彼の記した「日本史」という本には、島津氏大友氏間で勃発した耳川の戦いの様子が描かれています。

その戦で行われた乱取りについて彼は、次のような記述を残しました。

「薩摩がおびただしい数の人質、とりわけ婦人と少年・少女たちを拉致した。
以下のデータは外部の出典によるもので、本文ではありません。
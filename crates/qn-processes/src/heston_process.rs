//! Heston stochastic-volatility process
//!
//! ```text
//! dS = (r − q) S dt + √v S dW₁
//! dv = κ (θ − v) dt + σ √v dW₂,   dW₁ dW₂ = ρ dt
//! ```
//!
//! The state is `(S, v)`. Correlation enters through the lower-triangular
//! root of the 2×2 correlation matrix, so the two factors handed to
//! `evolve` are independent.

use crate::stochastic_process::StochasticProcess;
use qn_core::{ensure, errors::Result, Real, Time};
use qn_math::{Array, Matrix};
use qn_termstructures::YieldTermStructure;
use std::sync::Arc;

/// The Heston process.
#[derive(Debug, Clone)]
pub struct HestonProcess {
    risk_free_rate: Arc<dyn YieldTermStructure>,
    dividend_yield: Arc<dyn YieldTermStructure>,
    s0: Real,
    v0: Real,
    kappa: Real,
    theta: Real,
    sigma: Real,
    rho: Real,
}

impl HestonProcess {
    /// Build the process. Requires `s0 > 0`, `v0 ≥ 0`, `σ ≥ 0` and
    /// `|ρ| ≤ 1`.
    #[allow(clippy::too_many_arguments)]
    pub fn new(
        risk_free_rate: Arc<dyn YieldTermStructure>,
        dividend_yield: Arc<dyn YieldTermStructure>,
        s0: Real,
        v0: Real,
        kappa: Real,
        theta: Real,
        sigma: Real,
        rho: Real,
    ) -> Result<Self> {
        ensure!(s0 > 0.0, "spot must be positive, got {s0}");
        ensure!(v0 >= 0.0, "initial variance must be non-negative, got {v0}");
        ensure!(sigma >= 0.0, "vol of vol must be non-negative, got {sigma}");
        ensure!(rho.abs() <= 1.0, "correlation {rho} outside [-1, 1]");
        Ok(Self {
            risk_free_rate,
            dividend_yield,
            s0,
            v0,
            kappa,
            theta,
            sigma,
            rho,
        })
    }

    /// Initial spot.
    pub fn s0(&self) -> Real {
        self.s0
    }

    /// Initial variance.
    pub fn v0(&self) -> Real {
        self.v0
    }

    /// Mean-reversion speed of the variance.
    pub fn kappa(&self) -> Real {
        self.kappa
    }

    /// Long-run variance.
    pub fn theta(&self) -> Real {
        self.theta
    }

    /// Volatility of variance.
    pub fn sigma(&self) -> Real {
        self.sigma
    }

    /// Spot/variance correlation.
    pub fn rho(&self) -> Real {
        self.rho
    }

    /// Risk-free curve.
    pub fn risk_free_rate(&self) -> &Arc<dyn YieldTermStructure> {
        &self.risk_free_rate
    }

    /// Dividend-yield curve.
    pub fn dividend_yield(&self) -> &Arc<dyn YieldTermStructure> {
        &self.dividend_yield
    }

    /// Lower-triangular root of the correlation matrix `[[1, ρ], [ρ, 1]]`.
    pub fn correlation_root(&self) -> Matrix {
        Matrix::from_row_slice(
            2,
            2,
            &[1.0, 0.0, self.rho, (1.0 - self.rho * self.rho).max(0.0).sqrt()],
        )
    }

    fn carry(&self, t1: Time, t2: Time) -> Real {
        self.risk_free_rate.forward_rate(t1, t2) - self.dividend_yield.forward_rate(t1, t2)
    }
}

impl StochasticProcess for HestonProcess {
    fn size(&self) -> usize {
        2
    }

    fn initial_values(&self) -> Array {
        Array::from_vec(vec![self.s0, self.v0])
    }

    fn drift(&self, t: Time, x: &Array) -> Array {
        let v = x[1].max(0.0);
        Array::from_vec(vec![
            self.carry(t, t) * x[0],
            self.kappa * (self.theta - v),
        ])
    }

    fn diffusion(&self, _t: Time, x: &Array) -> Matrix {
        let vol = x[1].max(0.0).sqrt();
        let root = self.correlation_root();
        let scale = [vol * x[0], self.sigma * vol];
        Matrix::from_fn(2, 2, |i, j| scale[i] * root[(i, j)])
    }

    /// Full-truncation Euler step: the spot moves log-normally with the
    /// truncated variance, the variance itself may go negative but only
    /// `max(v, 0)` feeds drift and diffusion.
    fn evolve(&self, t: Time, x: &Array, dt: Time, dw: &Array) -> Array {
        debug_assert_eq!(dw.len(), 2);
        let v = x[1].max(0.0);
        let sqrt_vdt = (v * dt).sqrt();
        let root = self.correlation_root();
        let z1 = dw[0];
        let z2 = root[(1, 0)] * dw[0] + root[(1, 1)] * dw[1];
        let s = x[0] * ((self.carry(t, t + dt) - 0.5 * v) * dt + sqrt_vdt * z1).exp();
        let v_new = x[1] + self.kappa * (self.theta - v) * dt + self.sigma * sqrt_vdt * z2;
        Array::from_vec(vec![s, v_new])
    }
}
捕虜となった人々は、薩摩や肥後に連行された後、羊の群れのように、市場を歩かされ道すがら売られていった」。

 

礼銭

礼銭が本来意味していたのは、室町幕府の将軍家で慶事(お祝い)があった際に、地方に派遣された守護大名や寺院が将軍家に贈ったご祝儀のことをさしていました。

戦国時代となると、それが庶民の知るところとなり、礼銭は商人や領民は戦国大名にさまざまな権利を主張して認めてもらうために収める袖の下(賄賂)を意味するものへと変化しました。

また、堺の商人が瀬戸内海で安全に交易活動を行うために、村上水軍に支払った礼銭の金額は年間で2000貫以上と言われています。

 

敗戦国からの賠償金

 

戦に勝利すると敗戦国に賠償金を請求することができました。

これは経済的な制裁を加えることによって、近い将来相手側が軍事活動を行いにくくする目的と国力を衰退させる目的がありました。

臣従したくない大名は、経済的に苦しくても賠償金を支払ってなんとか自国を存続させることができるので、規模の大小に関わらず賠償金のやりとりは頻繁に行われていました。

 

臣従した大名からの献上品

 

小さな国の大名は強力な国力を誇る大名の傘下に入って、国力の維持とお家存続を最優先しました。

大きな国が味方になれば、それと同時に軍事的な条約を結ぶことにより、小さな国でも攻められにくくなります。

そのために、臣従した大名たちは上位者にあたる大きな大名に自国でとれた特産品や人質を献上品として贈って日頃のお礼やご機嫌伺いをしました。

 

まとめ

 

税収以外の戦国大名たちの収入源について紹介しました。いかがだったでしょうか?

けっこう腹黒い心づもりで金銭の搾取や人身売買が行われていたことがわかります。

それでも時には経済状況が悪化して、民たちが一揆をおこすほどの税収を得ようとしていたわけですから、戦国時代はなにかとお金のかかる時代であったようです。